- [Records from a dataset]:
---------------
mod config;
mod diary_entry;
mod diary_state;
mod emotion;
mod error;
mod haptics;
mod logging;
mod mindfulness;
mod photo;
mod speech;
mod text_input;
mod time_capsule;
mod ui;
mod week;

use chrono::Local;
use color_eyre::eyre::Result;
use config::Config;
use diary_state::DiaryState;
use haptics::Haptics;
use mindfulness::{MessageTrigger, Mindfulness};
use speech::Speech;
use tracing::{info, warn};
use ui::{Action, UI};

#[tokio::main]
async fn main() -> Result<()> {
    color_eyre::install()?;

    let (config, config_error) = Config::load();
    let _log_guard = logging::init(&config.log_dir)?;
    if let Some(e) = config_error {
        warn!(error = %e, "ignoring config file, using defaults");
    }
    info!(week_start = ?config.week_start, haptics = config.haptics, "starting");

    let mut diary_state = DiaryState::new(Local::now().date_naive(), config.week_start)?;
    let haptics = if config.haptics {
        Haptics::terminal_bell()
    } else {
        Haptics::disabled()
    };
    let mut mindfulness = Mindfulness::new(
        MessageTrigger::new(),
        haptics,
        Speech::new(config.speech_command.clone()),
        config.speak_messages,
    );
    let mut ui = UI::new()?;

    loop {
        ui.display(&diary_state, &mindfulness, &config.date_format, Local::now())?;

        if let Some(action) = ui.handle_input(&diary_state)? {
            match action {
                Action::SwitchTab => ui.switch_tab(),
                Action::PreviousDay => diary_state.select_previous_day(),
                Action::NextDay => diary_state.select_next_day(),
                Action::PreviousWeek => diary_state.select_previous_week(),
                Action::NextWeek => diary_state.select_next_week(),
                Action::Today => diary_state.select_today(Local::now().date_naive()),
                Action::SelectDay(date) => diary_state.select_day(date),
                Action::AddEntry => {
                    let day = diary_state.selected_day();
                    if let Some(draft) = ui.get_new_entry(day, &config.date_format)? {
                        draft.submit(|entry| diary_state.add_entry(entry));
                    }
                }
                Action::ViewEntries => {
                    let entries = diary_state.entries_on(diary_state.selected_day());
                    ui.view_entries(entries, &config.date_format)?;
                }
                Action::DeleteEntry => {
                    let day = diary_state.selected_day();
                    let entries = diary_state.entries_on(day);
                    if let Some(index) = ui.select_entry_to_delete(entries, &config.date_format)? {
                        if let Err(e) = diary_state.delete_entry(day, index) {
                            warn!(error = %e, "delete failed");
                        }
                    }
                }
                Action::Tap => {
                    mindfulness.tap();
                }
                Action::Speak => mindfulness.speak_message(),
                Action::NewCapsule => {
                    if let Some(draft) = ui.get_new_capsule()? {
                        mindfulness.seal_capsule(draft, Local::now());
                    }
                }
                Action::Quit => break,
            }
        }
    }

    info!(entries = diary_state.entry_count(), "exiting");
    Ok(())
}
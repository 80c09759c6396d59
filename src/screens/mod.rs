/// Dashboard views: one full-screen page per data category, all behind
/// one capability trait so the controller never names a concrete type.

pub mod channels;
pub mod invoices;
pub mod logs;
pub mod payments;
pub mod peers;
pub mod pending_channels;
pub mod wallet_txs;

use ratatui::{
    layout::Rect,
    widgets::{Block, Borders, Paragraph},
    Frame,
};

use crate::core::logbuf::LogEntry;
use crate::core::status::NodeStatus;
use crate::keys::KeyHandle;
use crate::theme::Theme;
use crate::widgets::{DataGrid, FormOutcome, FormState};

pub use channels::ChannelListView;
pub use invoices::InvoiceListView;
pub use logs::LogListView;
pub use payments::PaymentListView;
pub use peers::PeerListView;
pub use pending_channels::PendingChannelListView;
pub use wallet_txs::WalletTxListView;

#[derive(Debug, Clone, Copy, PartialEq, Eq, Hash)]
pub enum ViewId {
    Channels,
    Peers,
    PendingChannels,
    Payments,
    Invoices,
    WalletTxs,
    Logs,
}

impl ViewId {
    pub fn all() -> &'static [ViewId] {
        &[
            ViewId::Channels,
            ViewId::Peers,
            ViewId::PendingChannels,
            ViewId::Payments,
            ViewId::Invoices,
            ViewId::WalletTxs,
            ViewId::Logs,
        ]
    }

    pub fn title(&self) -> &'static str {
        match self {
            ViewId::Channels => "Channels",
            ViewId::Peers => "Peers",
            ViewId::PendingChannels => "Pending chnls",
            ViewId::Payments => "Payments",
            ViewId::Invoices => "Invoices",
            ViewId::WalletTxs => "Wallet txs",
            ViewId::Logs => "Logs",
        }
    }
}

/// Deferred side effect requested by a view when a form completes. The
/// controller performs the daemon call and feeds the result back, so the
/// overlay itself stays free of I/O.
#[derive(Debug, Clone, PartialEq, Eq)]
pub enum ViewCommand {
    None,
    NewAddress { kind: String },
}

/// Result of a controller-executed command, delivered back to the view.
#[derive(Debug, Clone)]
pub enum CommandResult {
    AddressGenerated { kind: String, address: String },
}

pub trait View: Send {
    fn id(&self) -> ViewId;
    fn shortcuts(&self) -> &[KeyHandle];
    fn grid_mut(&mut self) -> &mut DataGrid;

    /// Rebuild grid rows from the latest shared snapshot.
    fn reload(&mut self, status: &NodeStatus, logs: &[LogEntry]);

    fn render(&mut self, frame: &mut Frame, area: Rect, theme: &Theme);

    fn form_mut(&mut self) -> Option<&mut FormState> {
        None
    }

    /// Invoked by a view-local modal shortcut (e.g. "New address").
    fn open_modal(&mut self) {}

    fn on_form_outcome(&mut self, _outcome: FormOutcome) -> ViewCommand {
        ViewCommand::None
    }

    fn on_command_result(&mut self, _result: CommandResult) {}
}

/// All seven views, in `ViewId::all()` order.
pub fn build_views() -> Vec<Box<dyn View>> {
    vec![
        Box::new(ChannelListView::new()),
        Box::new(PeerListView::new()),
        Box::new(PendingChannelListView::new()),
        Box::new(PaymentListView::new()),
        Box::new(InvoiceListView::new()),
        Box::new(WalletTxListView::new()),
        Box::new(LogListView::new()),
    ]
}

/// Common render path: bordered block titled with the grid header, grid
/// lines inside, and the view's form overlay on top when one is open.
pub fn render_grid_view(
    grid: &mut DataGrid,
    form: Option<&FormState>,
    frame: &mut Frame,
    area: Rect,
    theme: &Theme,
) {
    let block = Block::default()
        .borders(Borders::ALL)
        .title(grid.header.clone())
        .style(theme.normal);
    let inner = block.inner(area);
    frame.render_widget(block, area);

    grid.set_render_size(inner.width, inner.height);
    let lines = grid.grid_rows(theme);
    frame.render_widget(Paragraph::new(lines), inner);

    if let Some(form) = form {
        form.render(frame, area, theme);
    }
}

#[cfg(test)]
mod tests {
    use super::*;

    #[test]
    fn registry_covers_every_view_in_order() {
        let views = build_views();
        assert_eq!(views.len(), ViewId::all().len());
        for (view, id) in views.iter().zip(ViewId::all()) {
            assert_eq!(view.id(), *id);
        }
    }

    #[test]
    fn every_view_has_scroll_shortcuts() {
        use crate::keys::KeyAction;
        for view in build_views() {
            let actions: Vec<KeyAction> =
                view.shortcuts().iter().map(|h| h.action).collect();
            assert!(actions.contains(&KeyAction::SelectionUp), "{:?}", view.id());
            assert!(actions.contains(&KeyAction::SelectionDown), "{:?}", view.id());
        }
    }
}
---------------
- [TRY IT]:
Look through the records for the string "draft". Copy every line that has it.

- [WRITTEN RESPONSE]:
                    if let Some(draft) = ui.get_new_entry(day, &config.date_format)? {
                        draft.submit(|entry| diary_state.add_entry(entry));
                    if let Some(draft) = ui.get_new_capsule()? {
                        mindfulness.seal_capsule(draft, Local::now());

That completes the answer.